What is a Transaction Fee?
Total Cost of Ownership
Most public distributed ledgers involve a novel financial model that doesn’t involve pre-arranged software licenses or contracts, financial obligations to the end user, and monthly or annual bills or subscription fees. Instead, public distributed ledgers operate on a purely on-demand pay-as-you go basis, otherwise known as a coin-operated business model.
Charges for using public Distributed Ledger Technology (DLT) are levied in terms of transaction fees and, in the case of smart contract-enabled distributed legers, in the form of fees that cover the cost of the compute, storage and network resources needed to support a smart contract’s execution. Smart contracts turn DLT into an application platform that programmatically unlocks the unique capabilities of blockchain technology. With a focus on digital transformation, business innovation and industry disruption, enterprises and other businesses rely on this programmability to customize DLTs to support use cases to which distributed ledger capabilities are uniquely suited.

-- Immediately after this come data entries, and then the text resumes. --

//! Request utilities for HTTP endpoints.

use http_body_util::{BodyExt, LengthLimitError, Limited};
use hyper::body::{Body, Bytes};
use hyper::header::{HeaderMap, CONTENT_TYPE};
use hyper::{Method, Response};
use percent_encoding::percent_decode_str;
use serde::Serialize;
use serde_json::{Map, Value};
use tokio::time;

use crate::context::RequestContext;
use crate::router::RouterError;
use community_core::CommunityError;

use super::params::ParamReader;
use super::response::success_response;

/// Type alias for matchit parameters with explicit lifetimes
pub type MatchitParams<'a, 'b> = matchit::Params<'a, 'b>;

/// A routed request with its body collected and its caller resolved.
#[derive(Debug)]
pub struct RestRequest {
    pub method: Method,
    pub headers: HeaderMap,
    /// Decoded query string
    pub query: Map<String, Value>,
    pub body: Bytes,
    pub context: RequestContext,
}

impl RestRequest {
    /// Reader over the query string only.
    pub fn query(&self) -> ParamReader<'_> {
        ParamReader::new(&self.query)
    }

    /// Media type of the body without parameters, lower-cased.
    pub fn content_type(&self) -> Option<String> {
        self.headers
            .get(CONTENT_TYPE)
            .and_then(|v| v.to_str().ok())
            .map(|v| {
                v.split(';')
                    .next()
                    .unwrap_or_default()
                    .trim()
                    .to_ascii_lowercase()
            })
    }

    /// Query parameters with body parameters layered on top.
    ///
    /// JSON and `application/x-www-form-urlencoded` bodies are decoded;
    /// other media types contribute nothing.
    pub fn params(&self) -> Result<Map<String, Value>, RouterError> {
        let mut merged = self.query.clone();
        if self.body.is_empty() {
            return Ok(merged);
        }

        let body = match self.content_type().as_deref() {
            Some("application/json") | None => parse_json_body(&self.body)?,
            Some("application/x-www-form-urlencoded") => {
                let text = std::str::from_utf8(&self.body).map_err(|e| {
                    RouterError::BadRequest(format!("Form body is not UTF-8: {}", e))
                })?;
                parse_query_params(Some(text))
            }
            Some(_) => Map::new(),
        };
        merged.extend(body);
        Ok(merged)
    }
}

fn parse_json_body(body: &[u8]) -> Result<Map<String, Value>, RouterError> {
    match serde_json::from_slice(body) {
        Ok(Value::Object(map)) => Ok(map),
        Ok(_) => Err(RouterError::BadRequest(
            "Request body must be a JSON object".to_string(),
        )),
        Err(e) => Err(RouterError::BadRequest(format!(
            "Failed to parse request: {}",
            e
        ))),
    }
}

/// Helper function to read request body with timeout and a size cap
pub async fn read_request_body_with_timeout<B>(
    body: B,
    timeout_ms: u64,
    limit: usize,
) -> Result<Bytes, RouterError>
where
    B: Body<Data = Bytes>,
    B::Error: Into<Box<dyn std::error::Error + Send + Sync>>,
{
    let timeout_duration = time::Duration::from_millis(timeout_ms);
    let body = time::timeout(timeout_duration, Limited::new(body, limit).collect())
        .await
        .map_err(|_| RouterError::Timeout)?
        .map_err(|e| {
            if e.downcast_ref::<LengthLimitError>().is_some() {
                RouterError::PayloadTooLarge { limit }
            } else {
                RouterError::InternalError(format!("Failed to read request body: {}", e))
            }
        })?;
    Ok(body.to_bytes())
}

/// Map CommunityError to appropriate RouterError
pub fn map_core_error_to_router_error(e: CommunityError) -> RouterError {
    match e {
        CommunityError::MemberNotFound { .. } => RouterError::InvalidMember,
        CommunityError::FieldNotFound { .. } => RouterError::InvalidId,
        CommunityError::FieldGroupNotFound { .. } => RouterError::InvalidParam {
            param: "group_id".to_string(),
            message: e.to_string(),
        },
        CommunityError::InvalidFieldType { .. } => RouterError::InvalidParam {
            param: "type".to_string(),
            message: e.to_string(),
        },
        CommunityError::InvalidValue { param, message } => {
            RouterError::InvalidParam { param, message }
        }
        CommunityError::FieldNotDeletable { .. } => RouterError::CannotDelete,
        CommunityError::MissingAvatarFile => RouterError::MissingFile,
        CommunityError::AvatarTooLarge { .. } | CommunityError::UnsupportedImageType { .. } => {
            RouterError::UploadFailed(e.to_string())
        }
        CommunityError::NoUploadedAvatar { .. } => RouterError::NoUploadedAvatar,
        CommunityError::FieldChanged { .. } => RouterError::Conflict(e.to_string()),
        _ => {
            tracing::error!("Community store failure: {}", e);
            RouterError::InternalError(e.to_string())
        }
    }
}

/// Helper to build HTTP response with proper error handling
pub fn build_response(status: u16, json: Vec<u8>) -> Result<Response<Bytes>, RouterError> {
    Response::builder()
        .status(status)
        .header("Content-Type", "application/json")
        .body(Bytes::from(json))
        .map_err(|e| RouterError::InternalError(format!("Failed to build response: {}", e)))
}

/// Wraps `data` in the success envelope and builds the response.
pub fn json_response<T: Serialize>(status: u16, data: T) -> Result<Response<Bytes>, RouterError> {
    let json = serde_json::to_vec(&success_response(data))
        .map_err(|e| RouterError::InternalError(format!("Failed to serialize response: {}", e)))?;
    build_response(status, json)
}

/// Numeric path parameter. A malformed id resolves nothing, so it is
/// reported with `not_found`.
pub fn path_id(
    params: &MatchitParams<'_, '_>,
    name: &str,
    not_found: RouterError,
) -> Result<u64, RouterError> {
    params
        .get(name)
        .and_then(|v| v.parse::<u64>().ok())
        .ok_or(not_found)
}

fn decode_component(raw: &str) -> String {
    let spaced = raw.replace('+', " ");
    percent_decode_str(&spaced).decode_utf8_lossy().into_owned()
}

/// Parse query parameters from URL query string.
///
/// `key[]=a&key[]=b` collects into an array; otherwise the last occurrence
/// of a key wins.
pub fn parse_query_params(query_str: Option<&str>) -> Map<String, Value> {
    let mut params = Map::new();
    let Some(query_str) = query_str else {
        return params;
    };

    for pair in query_str.split('&').filter(|p| !p.is_empty()) {
        let (raw_key, raw_value) = pair.split_once('=').unwrap_or((pair, ""));
        let key = decode_component(raw_key);
        let value = Value::String(decode_component(raw_value));

        if let Some(base) = key.strip_suffix("[]") {
            let entry = params
                .entry(base.to_string())
                .or_insert_with(|| Value::Array(Vec::new()));
            match entry {
                Value::Array(items) => items.push(value),
                other => *other = Value::Array(vec![value]),
            }
        } else {
            params.insert(key, value);
        }
    }
    params
}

Adhering to the aforementioned coin-operated model, the fees (known as gas fees on some ledgers) charged by a DLT are paid for in the cryptocurrency or “token” that is central to the given DLT at the same moment that the service is rendered. Similar to the way that businesses keep cash on hand to cover ad hoc operational expenses, organizations that rely on public DLTs must keep enough of the appropriate cryptocurrencies in reserve to cover on-demand payments. Holding cryptocurrencies in this way could involve financial and regulatory complications, but those complications should be manageable for most organizations.
The fees charged by a DLT fall into three categories: computational fees, incentive fees and ancillary fees. Understanding the details of each category is important to enterprises hoping to model and optimize the total cost of ownership (TCO) of their DLT implementations. It’s important to note that the formula for determining each of these fees may be different from one public distributed ledger to the next.
The fees for supporting and executing smart contracts go beyond the cost of simple transactions by incurring charges based on how the code executes, how variables are used and how functions are structured. Similar to how applications can be optimized to use computer resources, following best practices in smart contract design will result in optimization of DLT resource consumption as well as the ensuing costs.